German professor of law and legal philosopher

Eric Andreas Hilgendorf (/de/; born 3 December 1960) is a German professor of law and legal philosopher. He holds the Chair in Criminal Law, Criminal Procedure, Legal Theory, and Information and Computer Science Law at the University of Würzburg. Hilgendorf is one of Germany's most influential scholars in the field of criminal law, with special focuses on IT law as well as on artificial intelligence and law.

== Academic background ==
After graduating from high school in Ansbach in 1980, Hilgendorf entered the University of Tübingen, where he studied a range of subjects including philosophy, modern history, religious studies, and law. He was awarded his BA/MA degree in philosophy and history upon submission of his master's thesis entitled the History of the Parliamentary Freedom of Speech in Germany. In 1990 he completed his PhD in Philosophy with submission of the study Argumentation in Jurisprudence, and was awarded his second PhD, in the field of Law, for his thesis entitled Criminal Production Liability in the Society of Risk. In 1997 he completed the dissertation for his habilitation On the Distinction of Factual Statements and Value Judgments in Criminal Law, which focused on criminal law, criminal procedure, and legal philosophy.

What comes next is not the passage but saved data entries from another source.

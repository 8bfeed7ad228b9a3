//! Deploy target factory

use std::sync::Arc;

use crate::cluster_secret::{ClusterDirectory, ClusterSecretTarget};
use crate::errors::DeployError;
use crate::inventory::Inventory;
use crate::ssh::{HostDirectory, OpenSshConnector, ShellConnector};
use crate::target::{DeployTarget, DeployType};
use crate::web_server::SshWebServerTarget;

pub trait DeployTargetFactory: Send + Sync {
    fn create(&self, deploy_type: DeployType) -> Result<Arc<dyn DeployTarget>, DeployError>;
}

pub struct DefaultDeployTargetFactory {
    hosts: Arc<dyn HostDirectory>,
    connector: Arc<dyn ShellConnector>,
    clusters: Arc<dyn ClusterDirectory>,
}

impl DefaultDeployTargetFactory {
    pub fn new(
        hosts: Arc<dyn HostDirectory>,
        connector: Arc<dyn ShellConnector>,
        clusters: Arc<dyn ClusterDirectory>,
    ) -> Self {
        Self {
            hosts,
            connector,
            clusters,
        }
    }

    /// Hosts and clusters from `inventory`, shells through the system `ssh`
    pub fn from_inventory(inventory: Arc<Inventory>) -> Self {
        Self::new(
            inventory.clone(),
            Arc::new(OpenSshConnector::default()),
            inventory,
        )
    }
}

impl DeployTargetFactory for DefaultDeployTargetFactory {
    fn create(&self, deploy_type: DeployType) -> Result<Arc<dyn DeployTarget>, DeployError> {
        let target: Arc<dyn DeployTarget> = match deploy_type {
            DeployType::SshWebServer => Arc::new(SshWebServerTarget::new(
                self.hosts.clone(),
                self.connector.clone(),
            )),
            DeployType::ClusterSecret => Arc::new(ClusterSecretTarget::new(self.clusters.clone())),
        };
        Ok(target)
    }
}

#[cfg(test)]
mod tests {
    use super::*;
    use certpilot_core::{EncryptionService, InventoryConfig};

    #[test]
    fn test_factory_dispatches_on_type() {
        let codec = Arc::new(EncryptionService::new(&EncryptionService::generate_key()).unwrap());
        let inventory = Arc::new(Inventory::new(&InventoryConfig::default(), codec));
        let factory = DefaultDeployTargetFactory::from_inventory(inventory);

        for deploy_type in [DeployType::SshWebServer, DeployType::ClusterSecret] {
            let target = factory.create(deploy_type).unwrap();
            assert_eq!(target.deploy_type(), deploy_type);
        }
    }
}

Following his habilitation, Hilgendorf was appointed and served as professor of criminal law at the University of Constance from 1997 to 2001, serving there as Dean from 1999 to 2001. Since 2001 he has taught at the Julius-Maximilian University of Würzburg, where he holds the Chair in Criminal Law, Criminal Justice, Legal Theory, Information and Computer Science Law. He served as Dean of the Würzburg Law Faculty from October 2010 to September 2012.

== Academic career ==
Hilgendorf's main areas of interest are German and European computer- and Internet criminal law, law and technology (with a special focus on AI), medicine and criminal law, and comparative law. He is also active in more general legal research including work in the subfields of legal philosophy, legal theory, bioethics, history of legal thought, the history of criminal law, and human dignity. He is regarded as a pioneer in the field of e-learning in law and from 2005 to 2009 was a member of the Commission on Virtual Higher Education in Bavaria.

Among his distinctions, Hilgendorf is a member of the Association of Criminal Law Teachers (professors) and the European Society for Analytic Philosophy, a correspondent of the Hans Kelsen Society in Vienna, and a member of the Scientific Advisory Committee of the Giordano Bruno Foundation. In addition, he is a member of the Deutsche Akademie für Technikwissenschaften (Acatech) (German Academy for Technological Sciences). Hilgendorf has been called upon several times to advise the German Parliament and federal government on matters of criminal law, medical law, and Internet crime. Since 2014, Hilgendorf has served as co-editor of the renowned JuristenZeitung.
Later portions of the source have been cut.